In 2019, Democrats dismiss as “conspiracy theories” allegations of corruption related to Ukraine to affect the 2016 election along with Hunter Biden’s profiting from a corrupt Ukrainian company while his father oversaw Ukraine policy.
In 1983, Democrats apparently had no concern about the threat of another Caribbean island nation falling to communism.
A new Fox Nation documentary, “Reagan’s Fury: Battle for Grenada,” reexamines the invasion of Grenada in 1983, which FoxNews.com noted is an event that is now celebrated by Grenadians as a day of liberation from the oppression of Marxist communism.
“When President Ronald Reagan took office, many Americans viewed communism as basically just another political system that the free world had to deal with and co-exist with,” narrated Fox News’ chief political anchor, Bret Baier.
“But to Reagan, the threat of the Soviet Union and others who spoke of worldwide Marxist revolution could not be ignored,” Baier said. “Which is why he resolved to stand up to the aggression of Moscow and its satellites, leading to the first U.S. combat mission since the Vietnam War. Operation Urgent Fury in Grenada.”
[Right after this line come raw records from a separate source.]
use log::{debug, info};
use std::path::Path;

use crate::error::{Error, Result};

/// One top-level header as it appeared in the file.
#[derive(Debug, Clone, PartialEq, Eq)]
pub struct Header {
    pub name: String,
    /// Unfolded source text, encoded-words left as they were.
    pub value: String,
    /// RFC 2047 decoded form, used for address parsing.
    pub decoded: String,
}

#[derive(Debug, Clone)]
pub struct ParsedMessage {
    pub headers: Vec<Header>,
    pub body: Vec<u8>,
}

impl ParsedMessage {
    pub fn parse_file(path: &Path) -> Result<ParsedMessage> {
        let display = path.display().to_string();
        debug!("[message] reading {}", display);
        let data = std::fs::read(path).map_err(|source| Error::MessageRead {
            path: display.clone(),
            source,
        })?;
        info!("[message] read {} ({} bytes)", display, data.len());

        ParsedMessage::parse(&data).map_err(|source| Error::MessageParse {
            path: display,
            source,
        })
    }

    /// Splits raw RFC822 bytes into top-level headers and the top-level body.
    /// Multipart bodies are everything after the header block, boundaries and
    /// nested parts intact. Single-part bodies have their transfer encoding
    /// removed.
    pub fn parse(data: &[u8]) -> std::result::Result<ParsedMessage, mailparse::MailParseError> {
        let parsed = mailparse::parse_mail(data)?;
        let (_, body_offset) = mailparse::parse_headers(data)?;

        let headers = parsed
            .headers
            .iter()
            .map(|h| Header {
                name: h.get_key(),
                value: unfold(h.get_value_raw()),
                decoded: h.get_value(),
            })
            .collect::<Vec<_>>();

        // mailparse only keeps the preamble as a multipart's own body
        let body = if parsed.ctype.mimetype.starts_with("multipart/") {
            data[body_offset..].to_vec()
        } else {
            parsed.get_body_raw()?
        };
        debug!(
            "[message] parsed {} headers, mimetype={}, {} subparts",
            headers.len(),
            parsed.ctype.mimetype,
            parsed.subparts.len()
        );

        Ok(ParsedMessage { headers, body })
    }
}

fn unfold(raw: &[u8]) -> String {
    String::from_utf8_lossy(raw)
        .split('\n')
        .map(|line| line.trim_end_matches('\r'))
        .collect::<String>()
        .trim()
        .to_string()
}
Granada’s democratic government was overthrown and replaced by the one-party, totalitarian rule of Maurice Bishop.
“It was Bishop’s ties to Cuba and the Soviet Union that alarmed President Reagan,” said Baier in the documentary.
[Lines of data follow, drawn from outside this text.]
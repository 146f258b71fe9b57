use std::collections::HashMap;

use crate::graph::SearchGraph;
use crate::heap::IndexedMinHeap;

/// Default heuristic: the node's `dist` already is the remaining-cost
/// estimate, so it is returned unchanged.
pub fn manhattan(dist: f64) -> f64 {
    dist
}

/// Result of [`search_detailed`].
#[derive(Debug, Clone, PartialEq)]
pub struct SearchOutcome<N> {
    /// Nodes from start (exclusive) to goal (inclusive). Empty when no path
    /// exists, and also when start and goal are the same node.
    pub path: Vec<N>,
    /// `g` of the goal when it was reached; `Some(0.0)` for start == goal.
    pub cost: Option<f64>,
    /// Nodes popped and expanded (closed).
    pub expanded: usize,
    /// Nodes that received search state, start included.
    pub discovered: usize,
}

impl<N> SearchOutcome<N> {
    pub fn found(&self) -> bool {
        self.cost.is_some()
    }
}

/// Transient per-node search state, one slot per discovered node.
#[derive(Debug)]
struct NodeState<N> {
    node: N,
    g: f64,
    /// Computed at most once per search.
    h: Option<f64>,
    f: f64,
    closed: bool,
    /// Slot of the predecessor on the best known path.
    parent: Option<usize>,
}

impl<N> NodeState<N> {
    fn new(node: N) -> Self {
        Self {
            node,
            g: 0.0,
            h: None,
            f: 0.0,
            closed: false,
            parent: None,
        }
    }
}

/// A* search from `start` to `goal`.
///
/// Returns the path excluding `start` and including `goal`, or an empty
/// vector when the goal is unreachable (or equal to `start`). `diagonal` is
/// passed through to [`SearchGraph::neighbors`]. `heuristic` receives each
/// node's [`SearchGraph::dist`] and is called at most once per node.
///
/// Optimal when costs are non-negative and the heuristic is admissible and
/// consistent; neither is checked.
pub fn search<G, H>(
    graph: &G,
    start: G::Node,
    goal: G::Node,
    diagonal: bool,
    heuristic: H,
) -> Vec<G::Node>
where
    G: SearchGraph + ?Sized,
    H: FnMut(G::Dist) -> f64,
{
    search_detailed(graph, start, goal, diagonal, heuristic).path
}

/// [`search`], also reporting the path cost and how much of the graph was touched.
pub fn search_detailed<G, H>(
    graph: &G,
    start: G::Node,
    goal: G::Node,
    diagonal: bool,
    mut heuristic: H,
) -> SearchOutcome<G::Node>
where
    G: SearchGraph + ?Sized,
    H: FnMut(G::Dist) -> f64,
{
    // node → slot in `states`; a node is visited iff it has a slot.
    let mut slots: HashMap<G::Node, usize> = HashMap::new();
    let mut states: Vec<NodeState<G::Node>> = Vec::new();
    let mut open = IndexedMinHeap::new();
    let mut neighbors: Vec<G::Node> = Vec::new();
    let mut expanded = 0;

    slots.insert(start, 0);
    states.push(NodeState::new(start));
    open.push(0, |id| states[id].f);

    while let Some(current) = open.pop_min(|id| states[id].f) {
        let node = states[current].node;

        if node == goal {
            let path = reconstruct_path(&states, current);
            let cost = states[current].g;
            tracing::debug!(
                ?start,
                ?goal,
                path_len = path.len(),
                cost,
                expanded,
                discovered = states.len(),
                "path found"
            );
            return SearchOutcome {
                path,
                cost: Some(cost),
                expanded,
                discovered: states.len(),
            };
        }

        states[current].closed = true;
        expanded += 1;
        let current_g = states[current].g;
        tracing::trace!(?node, g = current_g, f = states[current].f, "expanding");

        neighbors.clear();
        graph.neighbors(node, diagonal, &mut neighbors);

        for &neighbor in &neighbors {
            let slot = slots.get(&neighbor).copied();
            if slot.is_some_and(|id| states[id].closed) || graph.is_wall(neighbor) {
                continue;
            }

            let g = current_g + graph.cost(neighbor);
            let id = match slot {
                Some(id) if g < states[id].g => id,
                Some(_) => continue,
                None => {
                    let id = states.len();
                    states.push(NodeState::new(neighbor));
                    slots.insert(neighbor, id);
                    id
                }
            };

            let state = &mut states[id];
            let h = *state
                .h
                .get_or_insert_with(|| heuristic(graph.dist(neighbor)));
            state.parent = Some(current);
            state.g = g;
            state.f = g + h;

            if slot.is_none() {
                open.push(id, |id| states[id].f);
            } else {
                open.rescore(id, |id| states[id].f);
            }
        }
    }

    tracing::debug!(
        ?start,
        ?goal,
        expanded,
        discovered = states.len(),
        "no path"
    );
    SearchOutcome {
        path: Vec::new(),
        cost: None,
        expanded,
        discovered: states.len(),
    }
}

/// Walk parent links from `end` back to the parentless start; the start
/// itself is not included.
fn reconstruct_path<N: Copy>(states: &[NodeState<N>], end: usize) -> Vec<N> {
    let mut path = Vec::new();
    let mut current = end;

    while let Some(parent) = states[current].parent {
        path.push(states[current].node);
        current = parent;
    }

    path.reverse();
    path
}

#[cfg(test)]
mod tests {
    use super::*;
    use crate::graph::{Graph, NodeInfo};

    /// Undirected chain 0..n with unit costs; estimates count down to the last node.
    fn make_chain(n: u64) -> Graph {
        let mut g = Graph::new();
        for i in 0..n {
            g.add_node(i, NodeInfo::open(1.0, (n - 1 - i) as f64)).unwrap();
        }
        for i in 1..n {
            g.connect(i - 1, i).unwrap();
        }
        g
    }

    /// Two routes from 0 to 3, through 1 or through 2, with the given entry costs.
    fn make_diamond(cost_1: f64, cost_2: f64) -> Graph {
        let mut g = Graph::new();
        g.add_node(0, NodeInfo::open(1.0, 0.0)).unwrap();
        g.add_node(1, NodeInfo::open(cost_1, 0.0)).unwrap();
        g.add_node(2, NodeInfo::open(cost_2, 0.0)).unwrap();
        g.add_node(3, NodeInfo::open(1.0, 0.0)).unwrap();
        g.load_edges(vec![(0, 1), (0, 2), (1, 3), (2, 3)]).unwrap();
        g
    }

    #[test]
    fn test_chain_path() {
        let g = make_chain(6);
        let path = search(&g, 0, 5, false, manhattan);
        assert_eq!(path, vec![1, 2, 3, 4, 5]);
    }

    #[test]
    fn test_start_equals_goal_is_empty() {
        let g = make_chain(3);
        let outcome = search_detailed(&g, 1, 1, false, manhattan);
        assert!(outcome.path.is_empty());
        assert_eq!(outcome.cost, Some(0.0));
        assert_eq!(outcome.expanded, 0);
    }

    #[test]
    fn test_no_path() {
        let mut g = Graph::new();
        g.add_node(0, NodeInfo::open(1.0, 0.0)).unwrap();
        g.add_node(1, NodeInfo::open(1.0, 0.0)).unwrap();
        let outcome = search_detailed(&g, 0, 1, false, manhattan);
        assert!(outcome.path.is_empty());
        assert!(!outcome.found());
        assert_eq!(outcome.expanded, 1);
    }

    #[test]
    fn test_directed_edges_respected() {
        let mut g = Graph::new();
        for id in 0..3 {
            g.add_node(id, NodeInfo::open(1.0, 0.0)).unwrap();
        }
        g.load_edges(vec![(0, 1), (1, 2)]).unwrap();
        assert_eq!(search(&g, 0, 2, false, manhattan), vec![1, 2]);
        assert!(search(&g, 2, 0, false, manhattan).is_empty());
    }

    #[test]
    fn test_prefers_cheaper_route() {
        let g = make_diamond(10.0, 2.0);
        let outcome = search_detailed(&g, 0, 3, false, manhattan);
        assert_eq!(outcome.path, vec![2, 3]);
        assert_eq!(outcome.cost, Some(3.0));
    }

    #[test]
    fn test_goal_wall_unreachable() {
        let mut g = make_chain(4);
        g.add_node(3, NodeInfo::wall()).unwrap();
        assert!(search(&g, 0, 3, false, manhattan).is_empty());
    }

    #[test]
    fn test_wall_blocks_chain() {
        let mut g = make_chain(5);
        g.add_node(2, NodeInfo::wall()).unwrap();
        let outcome = search_detailed(&g, 0, 4, false, manhattan);
        assert!(outcome.path.is_empty());
        // Only 0 and 1 are reachable.
        assert_eq!(outcome.expanded, 2);
        assert_eq!(outcome.discovered, 2);
    }

    /// 0→5→3 is explored first because 1 carries a pessimistic estimate and 3
    /// an inflated one; 0→1→2→3 then improves 3 while it is still open.
    fn make_detour() -> Graph {
        let mut g = Graph::new();
        g.add_node(0, NodeInfo::open(1.0, 0.0)).unwrap();
        g.add_node(1, NodeInfo::open(1.0, 2.5)).unwrap();
        g.add_node(2, NodeInfo::open(1.0, 0.0)).unwrap();
        g.add_node(3, NodeInfo::open(1.0, 10.0)).unwrap();
        g.add_node(4, NodeInfo::open(1.0, 0.0)).unwrap();
        g.add_node(5, NodeInfo::open(3.0, 0.0)).unwrap();
        g.load_edges(vec![(0, 5), (0, 1), (5, 3), (1, 2), (2, 3), (3, 4)])
            .unwrap();
        g
    }

    #[test]
    fn test_rescore_improves_open_node() {
        let g = make_detour();
        let outcome = search_detailed(&g, 0, 4, false, manhattan);
        assert_eq!(outcome.path, vec![1, 2, 3, 4]);
        assert_eq!(outcome.cost, Some(4.0));
    }

    #[test]
    fn test_heuristic_cached_once_per_node() {
        let g = make_detour();
        let mut calls: Vec<f64> = Vec::new();
        let path = search(&g, 0, 4, false, |dist: f64| {
            calls.push(dist);
            dist
        });
        assert_eq!(path, vec![1, 2, 3, 4]);
        // 5, 1, 3, 2, 4 are each estimated once; improving 3 reuses its estimate.
        assert_eq!(calls, vec![0.0, 2.5, 10.0, 0.0, 0.0]);
    }

    #[test]
    fn test_diagonal_hint_ignored_by_graph() {
        let g = make_chain(4);
        assert_eq!(
            search(&g, 0, 3, true, manhattan),
            search(&g, 0, 3, false, manhattan)
        );
    }

    #[test]
    fn test_unknown_start() {
        let g = make_chain(3);
        let outcome = search_detailed(&g, 99, 2, false, manhattan);
        assert!(outcome.path.is_empty());
        assert_eq!(outcome.discovered, 1);
    }
}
Reagan said the Soviet-Cuban militarization of Grenada “can only be seen as power projection into the region.”
Reagan also was concerned about the more than 600 American medical students living at St. George’s University in Grenada.
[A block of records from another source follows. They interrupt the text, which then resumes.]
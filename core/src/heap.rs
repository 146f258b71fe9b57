//! Indexed binary min-heap.
//!
//! Elements are dense `usize` ids. Next to the array-backed tree the heap
//! keeps an id → position table, rewritten on every move, so an element whose
//! score changed is located in O(1) and re-sifted in O(log n).
//!
//! Scores are not stored. Each reordering operation takes a `score` function
//! instead, which lets the caller own the data scores are derived from and
//! mutate it between heap calls (the search engine lowers `f` in its state
//! table, then calls [`IndexedMinHeap::rescore`]).

use std::cmp::Ordering;

/// Position-table marker for ids that are not currently queued.
const ABSENT: usize = usize::MAX;

#[derive(Debug, Clone, Default)]
pub struct IndexedMinHeap {
    /// Element ids in heap order; `items[0]` has the lowest score.
    items: Vec<usize>,
    /// `positions[id]` is the index of `id` in `items`, or `ABSENT`.
    positions: Vec<usize>,
}

impl IndexedMinHeap {
    pub fn new() -> Self {
        Self::default()
    }

    /// Pre-allocate for ids in `0..capacity`.
    pub fn with_capacity(capacity: usize) -> Self {
        Self {
            items: Vec::with_capacity(capacity),
            positions: Vec::with_capacity(capacity),
        }
    }

    pub fn len(&self) -> usize {
        self.items.len()
    }

    pub fn is_empty(&self) -> bool {
        self.items.is_empty()
    }

    pub fn contains(&self, id: usize) -> bool {
        self.position(id).is_some()
    }

    /// Current index of `id` in the backing array.
    pub fn position(&self, id: usize) -> Option<usize> {
        self.positions.get(id).copied().filter(|&pos| pos != ABSENT)
    }

    /// The id with the lowest score, without removing it.
    pub fn peek(&self) -> Option<usize> {
        self.items.first().copied()
    }

    pub fn clear(&mut self) {
        for &id in &self.items {
            self.positions[id] = ABSENT;
        }
        self.items.clear();
    }

    /// Insert `id` and sift it up past every parent that scores strictly higher.
    ///
    /// Equal scores never swap, so among ties the earlier-inserted element
    /// stays closer to the root.
    pub fn push<K, F>(&mut self, id: usize, score: F)
    where
        K: PartialOrd,
        F: Fn(usize) -> K,
    {
        debug_assert!(!self.contains(id), "element {id} is already queued");
        if id >= self.positions.len() {
            self.positions.resize(id + 1, ABSENT);
        }
        let idx = self.items.len();
        self.items.push(id);
        self.positions[id] = idx;
        self.sift_up(idx, &score);
    }

    /// Remove and return the id with the lowest score.
    ///
    /// The last element takes the root's place and sinks toward the leaves,
    /// swapping with its smaller child while that child scores strictly lower.
    pub fn pop_min<K, F>(&mut self, score: F) -> Option<usize>
    where
        K: PartialOrd,
        F: Fn(usize) -> K,
    {
        let last = self.items.pop()?;
        self.positions[last] = ABSENT;
        if self.items.is_empty() {
            return Some(last);
        }

        let min = self.items[0];
        self.positions[min] = ABSENT;
        self.set(0, last);
        self.sift_down(0, &score);
        Some(min)
    }

    /// Restore heap order after the score of a queued `id` changed.
    ///
    /// Decreases move the element toward the root. If it did not move up, it
    /// is sifted down, which covers increases.
    ///
    /// `id` must be queued (see [`contains`](Self::contains)). Rescoring an id
    /// that is not queued panics in debug builds and is a no-op in release
    /// builds, leaving the heap unchanged.
    pub fn rescore<K, F>(&mut self, id: usize, score: F)
    where
        K: PartialOrd,
        F: Fn(usize) -> K,
    {
        debug_assert!(self.contains(id), "element {id} is not queued");
        let Some(idx) = self.position(id) else {
            return;
        };
        if self.sift_up(idx, &score) == idx {
            self.sift_down(idx, &score);
        }
    }

    /// Returns the index the element settled at.
    fn sift_up<K, F>(&mut self, mut idx: usize, score: &F) -> usize
    where
        K: PartialOrd,
        F: Fn(usize) -> K,
    {
        let id = self.items[idx];
        let key = score(id);

        while idx > 0 {
            let parent_idx = (idx - 1) / 2;
            let parent = self.items[parent_idx];
            if key.partial_cmp(&score(parent)) != Some(Ordering::Less) {
                break;
            }
            self.set(idx, parent);
            idx = parent_idx;
        }

        self.set(idx, id);
        idx
    }

    fn sift_down<K, F>(&mut self, mut idx: usize, score: &F)
    where
        K: PartialOrd,
        F: Fn(usize) -> K,
    {
        let len = self.items.len();
        let id = self.items[idx];
        let key = score(id);

        loop {
            let left = 2 * idx + 1;
            if left >= len {
                break;
            }
            let right = left + 1;

            let mut child = left;
            let mut child_key = score(self.items[left]);
            if right < len {
                let right_key = score(self.items[right]);
                if right_key.partial_cmp(&child_key) == Some(Ordering::Less) {
                    child = right;
                    child_key = right_key;
                }
            }

            if child_key.partial_cmp(&key) != Some(Ordering::Less) {
                break;
            }
            self.set(idx, self.items[child]);
            idx = child;
        }

        self.set(idx, id);
    }

    #[inline]
    fn set(&mut self, idx: usize, id: usize) {
        self.items[idx] = id;
        self.positions[id] = idx;
    }
}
He approved an invasion of Grenada on Oct. 25, 1983, called Operation Urgent Fury, which was condemned by some internationally and in the U.S.
“The United Nations Security Council passed a resolution, vetoed by the U.S., condemning Urgent Fury as a flagrant violation of international law,” said Baier. “And some of President Reagan’s domestic critics painted him as the villain of the Western Hemisphere. In fact, seven House Democrats even drafted an impeachment resolution.”
But the documentary points out that the view of residents of Grenada was positive at the time and remains that way today.
“I must say that the support of the American government and people at the time after the intervention in Grenada, that was quite substantial,” said Keith Mitchell, who initially supported Grenada’s Marxist revolution but quickly became disillusioned with it.
Today, Mitchell is the prime minister of Grenada.
“We’ve seen a tremendous transformation in the quality of life of the people since [Operation Urgent Fury],” he said.
“Nothing beats freedom. Freedom is fundamental.”